In [21]:
import pandas as pd
import numpy as np
import seaborn as sns
import matplotlib.pyplot as plt

from sklearn import linear_model
import torch
from scipy.special import softmax 
from sklearn.preprocessing import StandardScaler

import pyro
import pyro.distributions as dist
from pyro.contrib.autoguide import AutoDiagonalNormal, AutoMultivariateNormal
from pyro.infer import MCMC, NUTS, HMC, SVI, Trace_ELBO
from pyro.optim import Adam, ClippedAdam
from pyro.infer import Predictive
from sklearn.model_selection import train_test_split

### Data Processing

In [22]:
scaler = StandardScaler()

In [23]:
#Use your own local path please!
path = "./Data/"
file_name = ["train.csv", "test.csv", "submission.csv"]
df_train = pd.read_csv(path + file_name[0])
df_test = pd.read_csv(path + file_name[1])
df_submission = pd.read_csv(path + file_name[2])

In [24]:
df_train['key'] = df_train['key'].fillna(df_train['key'].mean())

In [25]:
df_train['instrumentalness'] = df_train['instrumentalness'].fillna(df_train['instrumentalness'].mean())

In [26]:
df_train['Popularity'] = df_train['Popularity'].fillna(df_train['Popularity'].mean())

In [27]:
df = df_train.drop(['Artist Name','Track Name'],axis=1).copy()

In [28]:
df_sampled = df.sample(1400,random_state=47)

In [29]:
df_features = df_sampled.iloc[:,:-1].copy()
df_target = df_sampled.iloc[:,-1].copy()

In [30]:
df_features = scaler.fit_transform(df_features)

In [31]:
df_train_features, df_test_features,df_train_target, df_test_target =  train_test_split(df_features,df_target,stratify=df_target,random_state=47, test_size=1/7)

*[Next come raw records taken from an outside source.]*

use pcd_core::pointcloud::point::Point;
use rand::RngCore;

use crate::cluster::Cluster;

pub mod density;
pub mod forced_split;
pub mod gap;
pub mod range_gap;

pub use density::DensityStrategy;
pub use forced_split::ForcedSplitStrategy;
pub use gap::GapStrategy;
pub use range_gap::RangeGapStrategy;

/// Per-call state shared by the strategies of one segmentation run.
pub struct SegmentContext<'a> {
    /// Number of buildings reported upstream, if any.
    pub expected_count: Option<usize>,
    pub rng: &'a mut dyn RngCore,
    /// Set once a density pass has run and found no clusters.
    pub density_failed: bool,
}

impl<'a> SegmentContext<'a> {
    pub fn new(expected_count: Option<usize>, rng: &'a mut dyn RngCore) -> Self {
        Self {
            expected_count,
            rng,
            density_failed: false,
        }
    }

    /// The expected count when it asks for more than one building.
    pub fn split_hint(&self) -> Option<usize> {
        self.expected_count.filter(|&n| n > 1)
    }
}

/// One way of splitting a point set into buildings.
///
/// Returning `None` hands the input to the next strategy in the chain.
pub trait SegmentationStrategy: Send + Sync {
    fn name(&self) -> &'static str;

    fn segment(&self, points: &[Point], ctx: &mut SegmentContext) -> Option<Vec<Cluster>>;
}

/// Splits x-sorted points at the given cut indices. A cut `i` starts a new
/// segment at `sorted[i]`.
pub(crate) fn split_at_cuts(sorted: &[Point], cuts: &[usize]) -> Vec<Vec<Point>> {
    let mut segments = Vec::with_capacity(cuts.len() + 1);
    let mut start = 0;
    for &cut in cuts {
        segments.push(sorted[start..cut].to_vec());
        start = cut;
    }
    segments.push(sorted[start..].to_vec());
    segments
}

#[cfg(test)]
mod tests {
    use super::*;
    use rand::{rngs::StdRng, SeedableRng};

    #[test]
    fn test_split_hint() {
        let mut rng = StdRng::seed_from_u64(0);
        assert_eq!(SegmentContext::new(Some(3), &mut rng).split_hint(), Some(3));
        assert_eq!(SegmentContext::new(Some(1), &mut rng).split_hint(), None);
        assert_eq!(SegmentContext::new(None, &mut rng).split_hint(), None);
    }

    #[test]
    fn test_split_at_cuts() {
        let points: Vec<Point> = (0..6).map(|i| Point::new(i as f64, 0.0, 0.0)).collect();
        let segments = split_at_cuts(&points, &[2, 5]);
        let lengths: Vec<usize> = segments.iter().map(Vec::len).collect();
        assert_eq!(lengths, vec![2, 3, 1]);
        assert_eq!(segments[1][0].x, 2.0);
    }
}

df_train_features, df_val_features,df_train_target, df_val_target =  train_test_split(df_train_features,df_train_target,stratify=df_train_target,random_state=47, test_size=1/6)

In [32]:
df_train_target = df_train_target.to_numpy()
df_test_target = df_test_target.to_numpy()
df_val_target = df_val_target.to_numpy()

In [33]:
D = df_train_features.shape[1]
N_train = df_train_features.shape[0]
N_test = df_test_features.shape[0]
N_val = df_val_features.shape[0]
n_cat = 11 
degF=4
tau=1

### Ancestral Sampling 

In [34]:
def sigmoid(x):
    return 1 / (1 + np.exp(-x))

In [35]:
# sample coefficients (beta)
beta = np.random.normal(0,1,size=D)
print("beta:", beta)

beta_array = np.zeros((n_cat,D))

for i in range(n_cat):
    
    beta_array[i,:] = np.random.normal(0,1,size=D)
    
# sample observations (y's)
y = np.zeros((N_train,n_cat))
for n in range(N_train):
    
    probs = np.zeros(n_cat)
    for i in range(n_cat):
        probs[i] = np.array([(np.dot(beta_array[i,:], df_train_features[n,:]))])
        
    p =  softmax(probs)
    y[n,:] = np.random.multinomial(1, p)  #binomial with one trial is equivalent to bernoulli
    #y[n] = int(p > 0.5) # alternative version without observation noise
    #print(" p=, y[n]="  (n, p, y[n,:]))
    #print('n, p and y ', n, p, y[n,:])

beta: [-0.00367606 -0.02760378  1.60360266 -1.100991   -0.840607    0.12969186
 -0.72335742  0.41421535  0.21514235 -3.32248393  0.73452844  1.15828269
 -0.13558812  0.30848633]


In [36]:
label_array = np.array([]) 
for i in y:
    label_array = np.append(label_array,np.argmax(i))


In [37]:
from collections import Counter

counts = Counter(label_array)
counts

Counter({10.0: 44,
         6.0: 118,
         9.0: 109,
         8.0: 157,
         1.0: 82,
         2.0: 129,
         3.0: 109,
         5.0: 79,
         7.0: 112,
         4.0: 45,
         0.0: 16})

In [38]:
print("Accuracy:", 1.0*np.sum(label_array == df_train_target.flatten()) / len(df_train_target))

Accuracy: 0.109


### Model implementation with Pyro

In [39]:
def model(X, n_cat, degF, tau, obs=None):
    
    input_dim = X.shape[1]
    
    
    mu_beta = pyro.sample("mu_beta", dist.StudentT(df=torch.ones(n_cat)*degF, 
                                                   loc=torch.zeros(n_cat), 
                                                   scale=torch.ones(n_cat)).to_event()) # Prior for the bias mean      
    sigma_beta  = pyro.sample("sigma_beta",  dist.HalfCauchy(tau*torch.ones(n_cat)).to_event()) # Prior for the bias standard deviation
    
    beta  = pyro.sample("beta", dist.Normal(mu_beta*torch.ones(n_cat), 
                                            sigma_beta*torch.ones(input_dim, n_cat)).to_event()) # Priors for the regression coefficents

    alpha = pyro.sample("alpha", dist.Normal(torch.zeros(1, n_cat), 
                                             5.*torch.ones(1, n_cat)).to_event())  # Prior for the bias/intercept
    
    
    with pyro.plate("data"):
        y = pyro.sample("y", dist.Categorical(logits=alpha + X.matmul(beta)), obs=obs)
        
    return y

In [40]:
X_train = torch.tensor(df_train_features).float()
y_train = torch.tensor(df_train_target.flatten()).float()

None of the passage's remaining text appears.